> _What to produce_:
All lines from the one with "pub fn with_new_status(mut" to the end of the entries below must be written out exactly. Leave out any other line.

> _Data for this exercise_:
※ ※ ※

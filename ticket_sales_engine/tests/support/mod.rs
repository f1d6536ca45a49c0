#![allow(dead_code)]
//! Shared scaffolding for the integration tests: a throwaway database per test, schema migration, seed helpers and
//! deterministic settlement gateways.

use log::*;
use sqlx::{migrate, migrate::MigrateDatabase, Sqlite};
use ticket_sales_engine::{
    gateway::{GatewayError, SettlementGateway, SettlementKind, SettlementOutcome, SettlementRequest},
    OrderFlowApi,
    SqliteDatabase,
};
use tse_common::Money;

pub async fn prepare_test_env(url: &str) {
    dotenvy::from_filename(".env.test").ok();
    let _ = env_logger::try_init();
    debug!("🚀️ Logging initialised");
    create_database(url).await;
    run_migrations(url).await;
}

pub fn random_db_path() -> String {
    format!("sqlite://../data/test_sales_{}.db", rand::random::<u64>())
}

pub async fn run_migrations(url: &str) {
    let db = SqliteDatabase::new_with_url(url, 5).await.expect("Error creating connection to database");
    migrate!("./src/sqlite/migrations").run(db.pool()).await.expect("Error running DB migrations");
    info!("🚀️ Migrations complete");
}

pub async fn create_database(url: &str) {
    std::fs::create_dir_all("../data").expect("Error creating data directory");
    if let Err(e) = Sqlite::drop_database(url).await {
        warn!("Error dropping database {url}: {e:?}");
    }
    Sqlite::create_database(url).await.expect("Error creating database");
    info!("Created Sqlite database {url}");
}

/// A fresh database with the schema applied, plus an order-flow API using the given gateway.
pub async fn new_api<G: SettlementGateway>(gateway: G) -> (SqliteDatabase, OrderFlowApi<SqliteDatabase, G>) {
    let url = random_db_path();
    prepare_test_env(&url).await;
    let db = SqliteDatabase::new_with_url(&url, 5).await.expect("Error creating database");
    let api = OrderFlowApi::new(db.clone(), gateway);
    (db, api)
}

pub async fn seed_user(db: &SqliteDatabase, email: &str, is_active: bool) -> i64 {
    sqlx::query_scalar("INSERT INTO users (email, is_active) VALUES ($1, $2) RETURNING id")
        .bind(email)
        .bind(is_active)
        .fetch_one(db.pool())
        .await
        .expect("Error seeding user")
}

pub async fn seed_ticket_type(db: &SqliteDatabase, name: &str, price: Money, quantity: i64, is_active: bool) -> i64 {
    sqlx::query_scalar(
        "INSERT INTO ticket_types (name, price, currency, is_active, remaining_quantity) \
         VALUES ($1, $2, 'USD', $3, $4) RETURNING id",
    )
    .bind(name)
    .bind(price)
    .bind(is_active)
    .bind(quantity)
    .fetch_one(db.pool())
    .await
    .expect("Error seeding ticket type")
}

/// Gateway returning a fixed verdict per settlement kind.
#[derive(Debug, Clone)]
pub struct FixedGateway {
    pub payment_outcome: SettlementOutcome,
    pub refund_outcome: SettlementOutcome,
}

impl FixedGateway {
    pub fn approving() -> Self {
        Self { payment_outcome: SettlementOutcome::approved(), refund_outcome: SettlementOutcome::approved() }
    }

    pub fn declining() -> Self {
        Self { payment_outcome: SettlementOutcome::declined(), refund_outcome: SettlementOutcome::declined() }
    }

    pub fn refunds_declined() -> Self {
        Self { payment_outcome: SettlementOutcome::approved(), refund_outcome: SettlementOutcome::declined() }
    }
}

impl SettlementGateway for FixedGateway {
    async fn settle(&self, request: SettlementRequest) -> Result<SettlementOutcome, GatewayError> {
        let outcome = match request.kind {
            SettlementKind::Payment => self.payment_outcome.clone(),
            SettlementKind::Refund => self.refund_outcome.clone(),
        };
        Ok(outcome)
    }
}

/// Gateway that cannot be reached at all. The flow layer must convert this into a failed settlement.
#[derive(Debug, Clone)]
pub struct UnavailableGateway;

impl SettlementGateway for UnavailableGateway {
    async fn settle(&self, _request: SettlementRequest) -> Result<SettlementOutcome, GatewayError> {
        Err(GatewayError::Unavailable("connection refused".to_string()))
    }
}
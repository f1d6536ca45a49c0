use std::fmt::Display;

use chrono::{DateTime, Utc};
use serde::{Deserialize, Serialize};
use tse_common::Money;

use crate::db_types::OrderStatus;

#[derive(Debug, Clone, Default, Serialize, Deserialize)]
#[serde(deny_unknown_fields)]
pub struct OrderQueryFilter {
    pub user_id: Option<i64>,
    pub status: Option<Vec<OrderStatus>>,
    /// Free-text term matched against order number, buyer email and ticket-type name.
    pub search_term: Option<String>,
    pub since: Option<DateTime<Utc>>,
    pub until: Option<DateTime<Utc>>,
}

impl OrderQueryFilter {
    pub fn with_user_id(mut self, user_id: i64) -> Self {
        self.user_id = Some(user_id);
        self
    }

    pub fn with_status(mut self, status: OrderStatus) -> Self {
        self.status.get_or_insert_with(Vec::new).push(status);
        self
    }

    pub fn with_search_term<S: Into<String>>(mut self, term: S) -> Self {
        self.search_term = Some(term.into());
        self
    }

    pub fn since(mut self, since: DateTime<Utc>) -> Self {
        self.since = Some(since);
        self
    }

    pub fn until(mut self, until: DateTime<Utc>) -> Self {
        self.until = Some(until);
        self
    }

    pub fn is_empty(&self) -> bool {
        // An empty status list filters nothing and must not count as a criterion.
        self.user_id.is_none() &&
            self.status.as_deref().map_or(true, |s| s.is_empty()) &&
            self.search_term.is_none() &&
            self.since.is_none() &&
            self.until.is_none()
    }
}

impl Display for OrderQueryFilter {
    fn fmt(&self, f: &mut std::fmt::Formatter<'_>) -> std::fmt::Result {
        if self.is_empty() {
            write!(f, "No filters.")?;
            return Ok(());
        }
        if let Some(user_id) = &self.user_id {
            write!(f, "user_id: {user_id}. ")?;
        }
        if let Some(term) = &self.search_term {
            write!(f, "term: {term}. ")?;
        }
        if let Some(since) = &self.since {
            write!(f, "since {since}. ")?;
        }
        if let Some(until) = &self.until {
            write!(f, "until {until}. ")?;
        }
        if let Some(statuses) = &self.status {
            let statuses = statuses.iter().map(|s| s.to_string()).collect::<Vec<String>>().join(",");
            write!(f, "statuses: [{statuses}]. ")?;
        }
        Ok(())
    }
}

//--------------------------------------    OrderUpdate      ---------------------------------------------------------
/// Patch object for [`crate::traits::SalesDatabase::update_order`]. Only status and notes are caller-mutable.
#[derive(Debug, Clone, Default, Serialize, Deserialize)]
pub struct OrderUpdate {
    pub new_status: Option<OrderStatus>,
    pub new_notes: Option<String>,
}

impl OrderUpdate {
    pub fn with_new_status(mut self, status: OrderStatus) -> Self {
        self.new_status = Some(status);
        self
    }

    pub fn with_new_notes<S: Into<String>>(mut self, notes: S) -> Self {
        self.new_notes = Some(notes.into());
        self
    }

    pub fn is_empty(&self) -> bool {
        self.new_status.is_none() && self.new_notes.is_none()
    }
}

//--------------------------------------  OrderStatistics    ---------------------------------------------------------
#[derive(Debug, Clone, Default, Serialize, Deserialize)]
pub struct OrderStatistics {
    pub total: i64,
    pub pending: i64,
    pub paid: i64,
    pub cancelled: i64,
    pub refunded: i64,
    /// Sum of order totals for orders currently in `Paid` status.
    pub revenue: Money,
    /// Orders created on the current date.
    pub today: i64,
}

※ ※ ※

> _Response_:
    pub fn with_new_status(mut self, status: OrderStatus) -> Self {
        self.new_status = Some(status);
        self
    }

    pub fn with_new_notes<S: Into<String>>(mut self, notes: S) -> Self {
        self.new_notes = Some(notes.into());
        self
    }

    pub fn is_empty(&self) -> bool {
        self.new_status.is_none() && self.new_notes.is_none()
    }
}

//--------------------------------------  OrderStatistics    ---------------------------------------------------------
#[derive(Debug, Clone, Default, Serialize, Deserialize)]
pub struct OrderStatistics {
    pub total: i64,
    pub pending: i64,
    pub paid: i64,
    pub cancelled: i64,
    pub refunded: i64,
    /// Sum of order totals for orders currently in `Paid` status.
    pub revenue: Money,
    /// Orders created on the current date.
    pub today: i64,
}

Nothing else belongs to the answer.